2. Kuluçka Dönemi: İlk maruziyetten sonra yaklaşık 10-21 günlük bir kuluçka süresi vardır. Bu süre zarfında virüs, solunum yolu ve yerel lenf düğümlerinde çoğalır.
3. Çoğaltma ve Yayma: Virüs solunum yollarından kan dolaşımı yoluyla vücudun çeşitli bölgelerine yayılıyor. Virüs çoğaldıkça cilt hücrelerini enfekte eder ve karakteristik döküntülere yol açar.
4. Suçiçeği Döküntüsü: Döküntü göğüste, sırtta ve yüzde küçük, kaşıntılı, kırmızı şişlikler olarak başlar. Birkaç gün içinde bu şişlikler, kafa derisi, uzuvlar ve mukozalar da dahil olmak üzere vücudun diğer bölgelerine yayılan sıvı dolu kabarcıklara dönüşür.
5. Ateş ve Diğer Belirtiler: Suçiçeği geçiren kişilerde döküntünün yanı sıra ateş, baş ağrısı, kas ağrıları, iştahsızlık ve yorgunluk da görülebilir.
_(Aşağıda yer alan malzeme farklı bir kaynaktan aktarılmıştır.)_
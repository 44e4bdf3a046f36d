//! HTTP handlers for product recipes

use axum::{
    extract::{Path, Query, State},
    Json,
};
use uuid::Uuid;

use crate::error::AppResult;
use crate::handlers::manufacturing::QuantityQuery;
use crate::middleware::CurrentUser;
use crate::services::recipe::{
    ProductRecipe, RecipeAvailability, RecipeService, SaveRecipeInput, SavedRecipe,
};
use crate::AppState;

/// Get a product's recipe
pub async fn get_recipe(
    State(state): State<AppState>,
    current_user: CurrentUser,
    Path(product_id): Path<Uuid>,
) -> AppResult<Json<ProductRecipe>> {
    let service = RecipeService::new(state.db);
    let recipe = service
        .get_recipe(current_user.0.company_id, product_id)
        .await?;
    Ok(Json(recipe))
}

/// Replace a product's recipe
pub async fn save_recipe(
    State(state): State<AppState>,
    current_user: CurrentUser,
    Path(product_id): Path<Uuid>,
    Json(input): Json<SaveRecipeInput>,
) -> AppResult<Json<SavedRecipe>> {
    let service = RecipeService::new(state.db);
    let saved = service
        .save_recipe(current_user.0.company_id, product_id, input)
        .await?;
    Ok(Json(saved))
}

/// Recipe availability for a quantity (default 1)
pub async fn get_recipe_availability(
    State(state): State<AppState>,
    current_user: CurrentUser,
    Path(product_id): Path<Uuid>,
    Query(query): Query<QuantityQuery>,
) -> AppResult<Json<RecipeAvailability>> {
    let service = RecipeService::new(state.db);
    let availability = service
        .recipe_availability(
            current_user.0.company_id,
            product_id,
            query.quantity_or_one(),
        )
        .await?;
    Ok(Json(availability))
}
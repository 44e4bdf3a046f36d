//! Domain models for the POS inventory core

mod movement;
mod transfer;
mod user;

pub use movement::*;
pub use transfer::*;
pub use user::*;
//! Common types used across the platform

use serde::{Deserialize, Serialize};

/// Pagination parameters
#[derive(Debug, Clone, Copy, Serialize, Deserialize)]
pub struct Pagination {
    pub page: u32,
    pub per_page: u32,
}

impl Default for Pagination {
    fn default() -> Self {
        Self {
            page: 1,
            per_page: 20,
        }
    }
}

impl Pagination {
    /// Build from optional query values, clamping into `1..=max_per_page`
    pub fn from_query(page: Option<u32>, per_page: Option<u32>, default_per_page: u32, max_per_page: u32) -> Self {
        Self {
            page: page.unwrap_or(1).max(1),
            per_page: per_page
                .unwrap_or(default_per_page)
                .clamp(1, max_per_page.max(1)),
        }
    }

    pub fn limit(&self) -> i64 {
        i64::from(self.per_page)
    }

    pub fn offset(&self) -> i64 {
        i64::from(self.page.saturating_sub(1)) * i64::from(self.per_page)
    }
}

/// Paginated response
#[derive(Debug, Clone, Serialize, Deserialize)]
pub struct PaginatedResponse<T> {
    pub data: Vec<T>,
    pub pagination: PaginationMeta,
}

impl<T> PaginatedResponse<T> {
    pub fn new(data: Vec<T>, pagination: Pagination, total_items: u64) -> Self {
        Self {
            data,
            pagination: PaginationMeta::new(pagination, total_items),
        }
    }
}

/// Pagination metadata
#[derive(Debug, Clone, Serialize, Deserialize)]
pub struct PaginationMeta {
    pub page: u32,
    pub per_page: u32,
    pub total_items: u64,
    pub total_pages: u32,
}

impl PaginationMeta {
    pub fn new(pagination: Pagination, total_items: u64) -> Self {
        let per_page = u64::from(pagination.per_page.max(1));
        let total_pages = total_items.div_ceil(per_page);
        Self {
            page: pagination.page,
            per_page: pagination.per_page,
            total_items,
            total_pages: u32::try_from(total_pages).unwrap_or(u32::MAX),
        }
    }
}
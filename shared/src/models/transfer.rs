//! Inventory transfer state machine

use serde::{Deserialize, Serialize};
use std::fmt;

use crate::error::DomainError;

/// Transfer status. `Completed` and `Rejected` are terminal.
#[derive(Debug, Clone, Copy, PartialEq, Eq, Hash, Serialize, Deserialize)]
#[serde(rename_all = "lowercase")]
pub enum TransferStatus {
    Pending,
    Approved,
    Completed,
    Rejected,
}

impl TransferStatus {
    pub fn as_str(&self) -> &'static str {
        match self {
            TransferStatus::Pending => "pending",
            TransferStatus::Approved => "approved",
            TransferStatus::Completed => "completed",
            TransferStatus::Rejected => "rejected",
        }
    }

    pub fn from_str(s: &str) -> Option<Self> {
        match s {
            "pending" => Some(TransferStatus::Pending),
            "approved" => Some(TransferStatus::Approved),
            "completed" => Some(TransferStatus::Completed),
            "rejected" => Some(TransferStatus::Rejected),
            _ => None,
        }
    }

    pub fn is_terminal(&self) -> bool {
        matches!(self, TransferStatus::Completed | TransferStatus::Rejected)
    }

    /// pending -> approved -> completed, pending -> rejected
    pub fn can_transition_to(&self, next: TransferStatus) -> bool {
        matches!(
            (self, next),
            (TransferStatus::Pending, TransferStatus::Approved)
                | (TransferStatus::Pending, TransferStatus::Rejected)
                | (TransferStatus::Approved, TransferStatus::Completed)
        )
    }
}

impl fmt::Display for TransferStatus {
    fn fmt(&self, f: &mut fmt::Formatter<'_>) -> fmt::Result {
        f.write_str(self.as_str())
    }
}

/// Operator actions on a transfer request
#[derive(Debug, Clone, Copy, PartialEq, Eq, Serialize, Deserialize)]
#[serde(rename_all = "lowercase")]
pub enum TransferAction {
    Approve,
    Reject,
    Complete,
}

impl TransferAction {
    /// Status the transfer must currently be in
    pub fn required_status(&self) -> TransferStatus {
        match self {
            TransferAction::Approve | TransferAction::Reject => TransferStatus::Pending,
            TransferAction::Complete => TransferStatus::Approved,
        }
    }

    /// Status the transfer ends up in
    pub fn target_status(&self) -> TransferStatus {
        match self {
            TransferAction::Approve => TransferStatus::Approved,
            TransferAction::Reject => TransferStatus::Rejected,
            TransferAction::Complete => TransferStatus::Completed,
        }
    }

    /// Whether the action re-validates source stock before proceeding
    pub fn rechecks_stock(&self) -> bool {
        !matches!(self, TransferAction::Reject)
    }

    pub fn verb(&self) -> &'static str {
        match self {
            TransferAction::Approve => "approve",
            TransferAction::Reject => "reject",
            TransferAction::Complete => "complete",
        }
    }

    /// Resolve the next status for a transfer currently in `current`
    pub fn apply(&self, current: TransferStatus) -> Result<TransferStatus, DomainError> {
        let target = self.target_status();
        if current == self.required_status() && current.can_transition_to(target) {
            Ok(target)
        } else {
            Err(DomainError::InvalidTransition {
                action: self.verb(),
                current,
            })
        }
    }
}
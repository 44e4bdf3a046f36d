//! Inter-store transfer tests
//!
//! State machine transitions and the stock checks made at every step.

use proptest::prelude::*;
use rust_decimal::Decimal;
use shared::{
    ensure_stock_covers, plan_stock_change, validate_transfer_stores, DomainError,
    NegativeStockPolicy, TransferAction, TransferStatus,
};
use std::str::FromStr;
use uuid::Uuid;

fn dec(s: &str) -> Decimal {
    Decimal::from_str(s).unwrap()
}

const ALL_STATUSES: [TransferStatus; 4] = [
    TransferStatus::Pending,
    TransferStatus::Approved,
    TransferStatus::Completed,
    TransferStatus::Rejected,
];

const ALL_ACTIONS: [TransferAction; 3] = [
    TransferAction::Approve,
    TransferAction::Reject,
    TransferAction::Complete,
];

// ============================================================================
// Unit Tests
// ============================================================================

#[cfg(test)]
mod unit_tests {
    use super::*;

    /// Move 5 units from a store holding 20 to a store without the SKU
    #[test]
    fn test_full_transfer_lifecycle() {
        let from = Uuid::new_v4();
        let to = Uuid::new_v4();
        validate_transfer_stores(from, to).unwrap();

        let quantity = dec("5");
        let source_stock = dec("20");

        ensure_stock_covers(source_stock, quantity).unwrap();
        let status = TransferStatus::Pending;

        ensure_stock_covers(source_stock, quantity).unwrap();
        let status = TransferAction::Approve.apply(status).unwrap();
        assert_eq!(status, TransferStatus::Approved);

        ensure_stock_covers(source_stock, quantity).unwrap();
        let outgoing = plan_stock_change(source_stock, -quantity, NegativeStockPolicy::Reject).unwrap();
        let incoming = plan_stock_change(Decimal::ZERO, quantity, NegativeStockPolicy::Reject).unwrap();
        let status = TransferAction::Complete.apply(status).unwrap();

        assert_eq!(outgoing.new_stock, dec("15"));
        assert_eq!(incoming.new_stock, dec("5"));
        assert_eq!(status, TransferStatus::Completed);
        assert!(status.is_terminal());
    }

    #[test]
    fn test_same_store_rejected() {
        let store = Uuid::new_v4();
        assert_eq!(validate_transfer_stores(store, store), Err(DomainError::SameStore));
    }

    #[test]
    fn test_reject_only_from_pending() {
        assert_eq!(
            TransferAction::Reject.apply(TransferStatus::Pending),
            Ok(TransferStatus::Rejected)
        );
        assert_eq!(
            TransferAction::Reject.apply(TransferStatus::Approved),
            Err(DomainError::InvalidTransition {
                action: "reject",
                current: TransferStatus::Approved,
            })
        );
    }

    #[test]
    fn test_complete_requires_approval() {
        assert!(TransferAction::Complete.apply(TransferStatus::Pending).is_err());
        assert!(TransferAction::Complete.apply(TransferStatus::Rejected).is_err());
    }

    #[test]
    fn test_terminal_states_accept_nothing() {
        for status in [TransferStatus::Completed, TransferStatus::Rejected] {
            for action in ALL_ACTIONS {
                assert!(action.apply(status).is_err(), "{:?} from {}", action, status);
            }
        }
    }

    #[test]
    fn test_stock_drained_after_approval_blocks_completion() {
        let quantity = dec("5");
        ensure_stock_covers(dec("20"), quantity).unwrap();
        // another sale took the stock while the transfer sat approved
        assert_eq!(
            ensure_stock_covers(dec("3"), quantity),
            Err(DomainError::InsufficientStock {
                available: dec("3"),
                requested: quantity,
            })
        );
    }

    #[test]
    fn test_reject_skips_stock_recheck() {
        assert!(TransferAction::Approve.rechecks_stock());
        assert!(TransferAction::Complete.rechecks_stock());
        assert!(!TransferAction::Reject.rechecks_stock());
    }

    #[test]
    fn test_status_strings() {
        for status in ALL_STATUSES {
            assert_eq!(TransferStatus::from_str(status.as_str()), Some(status));
        }
        assert_eq!(TransferStatus::from_str("cancelled"), None);
    }
}

// ============================================================================
// Property Tests
// ============================================================================

#[cfg(test)]
mod property_tests {
    use super::*;

    fn rank(status: TransferStatus) -> u8 {
        match status {
            TransferStatus::Pending => 0,
            TransferStatus::Approved => 1,
            TransferStatus::Completed | TransferStatus::Rejected => 2,
        }
    }

    proptest! {
        #![proptest_config(ProptestConfig::with_cases(200))]

        /// Any sequence of actions only ever moves forward and never
        /// revisits a state
        #[test]
        fn prop_state_monotonicity(actions in prop::collection::vec(0usize..3, 0..12)) {
            let mut status = TransferStatus::Pending;
            let mut visited = vec![status];

            for index in actions {
                if let Ok(next) = ALL_ACTIONS[index].apply(status) {
                    prop_assert!(rank(next) > rank(status));
                    prop_assert!(!visited.contains(&next));
                    visited.push(next);
                    status = next;
                }
            }

            prop_assert!(visited.len() <= 3);
        }

        /// An action succeeds exactly when the status is the one it requires
        #[test]
        fn prop_action_requires_status(status_index in 0usize..4, action_index in 0usize..3) {
            let status = ALL_STATUSES[status_index];
            let action = ALL_ACTIONS[action_index];
            prop_assert_eq!(action.apply(status).is_ok(), status == action.required_status());
        }

        /// Completion moves exactly `quantity` out of the source and into the destination
        #[test]
        fn prop_completion_conserves_stock(
            source in 1i64..10_000,
            destination in 0i64..10_000,
            quantity in 1i64..10_000
        ) {
            let (source, destination, quantity) =
                (Decimal::from(source), Decimal::from(destination), Decimal::from(quantity));

            match ensure_stock_covers(source, quantity) {
                Ok(()) => {
                    let out = plan_stock_change(source, -quantity, NegativeStockPolicy::Reject).unwrap();
                    let inn = plan_stock_change(destination, quantity, NegativeStockPolicy::Reject).unwrap();
                    prop_assert_eq!(out.new_stock + inn.new_stock, source + destination);
                    prop_assert_eq!(inn.new_stock - destination, quantity);
                }
                Err(_) => prop_assert!(source < quantity),
            }
        }
    }
}
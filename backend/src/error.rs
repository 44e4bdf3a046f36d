//! Error handling for the POS inventory server
//!
//! Every error is turned into a structured JSON response at the request
//! boundary. Tenant-scope misses surface as `NotFound`, the same as true
//! absence.

use axum::{
    http::StatusCode,
    response::{IntoResponse, Response},
    Json,
};
use rust_decimal::Decimal;
use serde::Serialize;
use shared::{DomainError, Shortage};
use thiserror::Error;

/// Application error types
#[derive(Error, Debug)]
pub enum AppError {
    // Authentication errors
    #[error("Unauthorized: {0}")]
    Unauthorized(String),

    #[error("Insufficient permissions: requires {required}")]
    InsufficientPermissions { required: String },

    // Validation errors
    #[error("Validation error: {message}")]
    Validation { field: String, message: String },

    #[error("Conflict: {0}")]
    Conflict(String),

    #[error("Resource not found: {0}")]
    NotFound(String),

    // Business logic errors
    #[error("Invalid state: {0}")]
    InvalidState(String),

    #[error("Insufficient stock. Available: {available}, Requested: {requested}")]
    InsufficientStock {
        available: Decimal,
        requested: Decimal,
    },

    #[error("Insufficient ingredients")]
    InsufficientIngredients { shortages: Vec<Shortage> },

    // Database errors
    #[error("Database error: {0}")]
    DatabaseError(#[from] sqlx::Error),

    // Internal errors
    #[error("Internal server error: {0}")]
    Internal(String),
}

impl AppError {
    pub fn validation(field: &str, message: impl Into<String>) -> Self {
        AppError::Validation {
            field: field.to_string(),
            message: message.into(),
        }
    }

    /// Unique-key collisions on generated numbers become `Conflict`
    pub fn unique_violation(err: sqlx::Error, what: &str) -> Self {
        match &err {
            sqlx::Error::Database(db_err) if db_err.is_unique_violation() => {
                AppError::Conflict(format!("{} already exists, please retry", what))
            }
            _ => AppError::DatabaseError(err),
        }
    }
}

impl From<DomainError> for AppError {
    fn from(err: DomainError) -> Self {
        match err {
            DomainError::NonPositiveQuantity => {
                AppError::validation("quantity", "Quantity must be greater than 0")
            }
            err @ DomainError::QuantityTooPrecise { .. } => {
                AppError::validation("quantity", err.to_string())
            }
            DomainError::InsufficientStock {
                available,
                requested,
            } => AppError::InsufficientStock {
                available,
                requested,
            },
            DomainError::InsufficientIngredients { shortages } => {
                AppError::InsufficientIngredients { shortages }
            }
            err @ DomainError::InvalidTransition { .. } => AppError::InvalidState(err.to_string()),
            err @ DomainError::SameStore => AppError::validation("to_store_id", err.to_string()),
        }
    }
}

impl From<validator::ValidationErrors> for AppError {
    fn from(errors: validator::ValidationErrors) -> Self {
        let (field, message) = first_validation_error(&errors, None)
            .unwrap_or_else(|| ("request".to_string(), "Invalid request".to_string()));
        AppError::Validation { field, message }
    }
}

/// First failing field, with nested paths such as `items[1].quantity`
fn first_validation_error(
    errors: &validator::ValidationErrors,
    prefix: Option<&str>,
) -> Option<(String, String)> {
    use validator::ValidationErrorsKind;

    let path = |field: &str| match prefix {
        Some(prefix) => format!("{}.{}", prefix, field),
        None => field.to_string(),
    };

    let mut fields: Vec<_> = errors.errors().iter().collect();
    fields.sort_by_key(|(field, _)| **field);

    fields.into_iter().find_map(|(field, kind)| match kind {
        ValidationErrorsKind::Field(errs) => {
            let message = errs
                .first()
                .and_then(|e| e.message.as_ref().map(|m| m.to_string()))
                .unwrap_or_else(|| format!("{} is invalid", field));
            Some((path(field), message))
        }
        ValidationErrorsKind::Struct(nested) => first_validation_error(nested, Some(&path(field))),
        ValidationErrorsKind::List(items) => items.iter().find_map(|(index, nested)| {
            first_validation_error(nested, Some(&format!("{}[{}]", path(field), index)))
        }),
    })
}

/// Error response structure
#[derive(Serialize)]
pub struct ErrorResponse {
    pub error: ErrorDetail,
}

#[derive(Serialize)]
pub struct ErrorDetail {
    pub code: String,
    pub message: String,
    #[serde(skip_serializing_if = "Option::is_none")]
    pub field: Option<String>,
    #[serde(skip_serializing_if = "Option::is_none")]
    pub details: Option<serde_json::Value>,
}

impl ErrorDetail {
    pub fn new(code: &str, message: impl Into<String>) -> Self {
        Self {
            code: code.to_string(),
            message: message.into(),
            field: None,
            details: None,
        }
    }
}

impl IntoResponse for AppError {
    fn into_response(self) -> Response {
        let (status, error_detail) = match &self {
            AppError::Unauthorized(msg) => (
                StatusCode::UNAUTHORIZED,
                ErrorDetail::new("UNAUTHORIZED", msg.clone()),
            ),
            AppError::InsufficientPermissions { required } => (
                StatusCode::FORBIDDEN,
                ErrorDetail {
                    details: Some(serde_json::json!({ "required": required })),
                    ..ErrorDetail::new(
                        "INSUFFICIENT_PERMISSIONS",
                        "You do not have permission to perform this action",
                    )
                },
            ),
            AppError::Validation { field, message } => (
                StatusCode::BAD_REQUEST,
                ErrorDetail {
                    field: Some(field.clone()),
                    ..ErrorDetail::new("VALIDATION_ERROR", message.clone())
                },
            ),
            AppError::Conflict(msg) => (
                StatusCode::CONFLICT,
                ErrorDetail::new("CONFLICT", msg.clone()),
            ),
            AppError::NotFound(resource) => (
                StatusCode::NOT_FOUND,
                ErrorDetail::new("NOT_FOUND", format!("{} not found", resource)),
            ),
            AppError::InvalidState(msg) => (
                StatusCode::CONFLICT,
                ErrorDetail::new("INVALID_STATE", msg.clone()),
            ),
            AppError::InsufficientStock {
                available,
                requested,
            } => (
                StatusCode::UNPROCESSABLE_ENTITY,
                ErrorDetail {
                    details: Some(serde_json::json!({
                        "available": available,
                        "requested": requested,
                    })),
                    ..ErrorDetail::new("INSUFFICIENT_STOCK", self.to_string())
                },
            ),
            AppError::InsufficientIngredients { shortages } => (
                StatusCode::UNPROCESSABLE_ENTITY,
                ErrorDetail {
                    details: serde_json::to_value(shortages).ok(),
                    ..ErrorDetail::new("INSUFFICIENT_INGREDIENTS", "Insufficient ingredients")
                },
            ),
            AppError::DatabaseError(_) => (
                StatusCode::INTERNAL_SERVER_ERROR,
                ErrorDetail::new("DATABASE_ERROR", "A database error occurred"),
            ),
            AppError::Internal(msg) => (
                StatusCode::INTERNAL_SERVER_ERROR,
                ErrorDetail::new("INTERNAL_ERROR", msg.clone()),
            ),
        };

        if status.is_server_error() {
            tracing::error!("Error: {:?}", self);
        } else {
            tracing::warn!(code = %error_detail.code, "Request rejected: {}", self);
        }

        (status, Json(ErrorResponse { error: error_detail })).into_response()
    }
}

/// Result type alias for handlers
pub type AppResult<T> = Result<T, AppError>;

#[cfg(test)]
mod tests {
    use super::*;
    use shared::TransferStatus;

    #[test]
    fn test_domain_errors_map_to_kinds() {
        let err: AppError = DomainError::InvalidTransition {
            action: "approve",
            current: TransferStatus::Completed,
        }
        .into();
        assert!(matches!(err, AppError::InvalidState(ref m) if m.contains("completed")));

        let err: AppError = DomainError::SameStore.into();
        assert!(matches!(err, AppError::Validation { ref field, .. } if field == "to_store_id"));

        let err: AppError = DomainError::InsufficientStock {
            available: Decimal::from(2),
            requested: Decimal::from(5),
        }
        .into();
        assert!(matches!(err, AppError::InsufficientStock { .. }));
    }

    #[test]
    fn test_status_codes() {
        let resp = AppError::NotFound("Transfer".into()).into_response();
        assert_eq!(resp.status(), StatusCode::NOT_FOUND);

        let resp = AppError::InsufficientIngredients { shortages: vec![] }.into_response();
        assert_eq!(resp.status(), StatusCode::UNPROCESSABLE_ENTITY);

        let resp = AppError::InvalidState("nope".into()).into_response();
        assert_eq!(resp.status(), StatusCode::CONFLICT);
    }
}
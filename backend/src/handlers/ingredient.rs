//! HTTP handlers for ingredient stock

use axum::{
    extract::{Path, Query, State},
    Json,
};
use shared::{PaginatedResponse, Pagination};
use uuid::Uuid;

use crate::error::AppResult;
use crate::middleware::CurrentUser;
use crate::services::inventory::{
    IngredientMovement, IngredientMovementQuery, IngredientStockInput, IngredientStockResult,
    InventoryService,
};
use crate::AppState;

/// List ingredient stock movements
pub async fn list_ingredient_movements(
    State(state): State<AppState>,
    current_user: CurrentUser,
    Query(query): Query<IngredientMovementQuery>,
) -> AppResult<Json<PaginatedResponse<IngredientMovement>>> {
    let limits = &state.config.inventory;
    let pagination = Pagination::from_query(
        query.page,
        query.per_page,
        limits.default_page_size,
        limits.max_page_size,
    );
    let service = InventoryService::new(state.db);
    let movements = service
        .list_ingredient_movements(current_user.0.company_id, query, pagination)
        .await?;
    Ok(Json(movements))
}

/// Receive, consume or correct an ingredient's stock
pub async fn update_ingredient_stock(
    State(state): State<AppState>,
    current_user: CurrentUser,
    Path(ingredient_id): Path<Uuid>,
    Json(input): Json<IngredientStockInput>,
) -> AppResult<Json<IngredientStockResult>> {
    let service = InventoryService::new(state.db);
    let result = service
        .update_ingredient_stock(
            current_user.0.company_id,
            current_user.0.user_id,
            ingredient_id,
            input,
        )
        .await?;
    Ok(Json(result))
}
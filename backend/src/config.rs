//! Configuration management for the POS inventory server
//!
//! Supports hierarchical configuration loading:
//! 1. Default values in code
//! 2. Configuration files (development.toml, production.toml)
//! 3. Environment variable overrides with POS_ prefix

use config::{ConfigError, Environment, File};
use serde::Deserialize;

/// Main application configuration
#[derive(Debug, Deserialize, Clone)]
pub struct Config {
    /// Current environment (development, production)
    pub environment: String,

    /// Server configuration
    pub server: ServerConfig,

    /// Database configuration
    pub database: DatabaseConfig,

    /// JWT authentication configuration
    pub jwt: JwtConfig,

    /// Inventory query limits
    pub inventory: InventoryConfig,
}

#[derive(Debug, Deserialize, Clone)]
pub struct ServerConfig {
    /// Server port
    pub port: u16,

    /// Server host
    pub host: String,
}

#[derive(Debug, Deserialize, Clone)]
pub struct DatabaseConfig {
    /// PostgreSQL connection URL
    pub url: String,

    /// Maximum number of connections in the pool
    pub max_connections: u32,

    /// Minimum number of connections in the pool
    pub min_connections: u32,
}

#[derive(Debug, Deserialize, Clone)]
pub struct JwtConfig {
    /// Secret key used to verify bearer tokens
    pub secret: String,
}

#[derive(Debug, Deserialize, Clone)]
pub struct InventoryConfig {
    /// Page size for movement listings when the client sends none
    pub default_page_size: u32,

    /// Upper bound on client-requested page size
    pub max_page_size: u32,

    /// Default number of rows returned by manufacturing history
    pub history_limit: i64,
}

impl Config {
    /// Load configuration from files and environment variables
    pub fn load() -> Result<Self, ConfigError> {
        let environment = std::env::var("POS_ENVIRONMENT").unwrap_or_else(|_| "development".into());

        let config = config::Config::builder()
            // Start with default values
            .set_default("environment", environment.clone())?
            .set_default("server.port", 3000)?
            .set_default("server.host", "0.0.0.0")?
            .set_default("database.max_connections", 10)?
            .set_default("database.min_connections", 2)?
            .set_default("jwt.secret", "")?
            .set_default("inventory.default_page_size", 20)?
            .set_default("inventory.max_page_size", 100)?
            .set_default("inventory.history_limit", 50)?
            // Load environment-specific config file
            .add_source(File::with_name(&format!("config/{}", environment)).required(false))
            // Override with environment variables (POS_ prefix)
            .add_source(
                Environment::with_prefix("POS")
                    .separator("__")
                    .try_parsing(true),
            )
            .build()?;

        config.try_deserialize()
    }
}
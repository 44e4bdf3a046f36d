//! Caller roles carried in the bearer token

use serde::{Deserialize, Serialize};

/// Kind of account behind a token
#[derive(Debug, Clone, Copy, PartialEq, Eq, Serialize, Deserialize)]
#[serde(rename_all = "snake_case")]
pub enum UserType {
    SuperAdmin,
    Client,
    Staff,
}

impl UserType {
    pub fn from_str(s: &str) -> Option<Self> {
        match s {
            "super_admin" => Some(UserType::SuperAdmin),
            "client" => Some(UserType::Client),
            "staff" => Some(UserType::Staff),
            _ => None,
        }
    }
}

/// Store role, ordered from least to most privileged
#[derive(Debug, Clone, Copy, PartialEq, Eq, PartialOrd, Ord, Serialize, Deserialize)]
#[serde(rename_all = "snake_case")]
pub enum Role {
    Staff,
    Supervisor,
    Manager,
}

impl Role {
    pub fn from_str(s: &str) -> Option<Self> {
        match s {
            "staff" => Some(Role::Staff),
            "supervisor" => Some(Role::Supervisor),
            "manager" => Some(Role::Manager),
            _ => None,
        }
    }

    pub fn as_str(&self) -> &'static str {
        match self {
            Role::Staff => "staff",
            Role::Supervisor => "supervisor",
            Role::Manager => "manager",
        }
    }
}

/// Role check: super admins pass, otherwise the caller's role must be at least `required`.
/// Unknown roles never pass.
pub fn role_satisfies(user_type: UserType, role: Option<Role>, required: Role) -> bool {
    if user_type == UserType::SuperAdmin {
        return true;
    }
    role.map(|r| r >= required).unwrap_or(false)
}

#[cfg(test)]
mod tests {
    use super::*;

    #[test]
    fn test_role_hierarchy() {
        assert!(role_satisfies(UserType::Client, Some(Role::Manager), Role::Supervisor));
        assert!(role_satisfies(UserType::Client, Some(Role::Manager), Role::Manager));
        assert!(!role_satisfies(UserType::Staff, Some(Role::Staff), Role::Manager));
        assert!(!role_satisfies(UserType::Client, None, Role::Staff));
    }

    #[test]
    fn test_super_admin_bypasses() {
        assert!(role_satisfies(UserType::SuperAdmin, None, Role::Manager));
    }
}
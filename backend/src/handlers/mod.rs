//! HTTP handlers for the POS inventory API

pub mod health;
pub mod ingredient;
pub mod inventory;
pub mod manufacturing;
pub mod pos;
pub mod recipe;
pub mod transfer;

pub use health::*;
pub use ingredient::*;
pub use inventory::*;
pub use manufacturing::*;
pub use pos::*;
pub use recipe::*;
pub use transfer::*;
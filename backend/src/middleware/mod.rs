//! Request middleware

pub mod auth;

pub use auth::{auth_middleware, AuthUser, CurrentUser};
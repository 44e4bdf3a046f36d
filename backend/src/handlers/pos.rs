//! HTTP handlers for the point of sale

use axum::{
    extract::{Query, State},
    http::StatusCode,
    response::IntoResponse,
    Json,
};
use rust_decimal::Decimal;

use crate::error::AppResult;
use crate::middleware::CurrentUser;
use crate::services::pos::{AvailabilityQuery, CreateSaleInput, PosService, ProductAvailability};
use crate::AppState;

/// Can a product be sold in the requested quantity
pub async fn check_product_availability(
    State(state): State<AppState>,
    current_user: CurrentUser,
    Query(query): Query<AvailabilityQuery>,
) -> AppResult<Json<ProductAvailability>> {
    let service = PosService::new(state.db);
    let availability = service
        .product_availability(
            current_user.0.company_id,
            query.product_id,
            query.quantity.unwrap_or(Decimal::ONE),
        )
        .await?;
    Ok(Json(availability))
}

/// Ring up a sale
pub async fn create_sale(
    State(state): State<AppState>,
    current_user: CurrentUser,
    Json(input): Json<CreateSaleInput>,
) -> AppResult<impl IntoResponse> {
    let service = PosService::new(state.db);
    let sale = service
        .create_sale(current_user.0.company_id, current_user.0.user_id, input)
        .await?;
    Ok((StatusCode::CREATED, Json(sale)))
}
6. Kabarcık Kabuklanma: Birkaç gün sonra kabarcıklar kabuklanmaya başlar ve sonunda kurur. Kızarıklıkların tamamen kaybolması 1-2 hafta kadar sürebilir.
7. Dokunulmazlık: Bir kişi suçiçeği geçirdikten sonra genellikle virüse karşı ömür boyu bağışıklık kazanır. Bununla birlikte, virüs sinir hücrelerinde hareketsiz kalabilir ve yaşamın ilerleyen dönemlerinde yeniden etkinleşerek zona (herpes zoster) adı verilen bir duruma neden olabilir.
Suçiçeğinin süresi ve ciddiyetinin kişiden kişiye değişebileceğini ve bazı kişilerin, özellikle de bağışıklık sistemi zayıf olanların, daha şiddetli semptomlar veya komplikasyonlar yaşayabileceğini belirtmekte fayda var.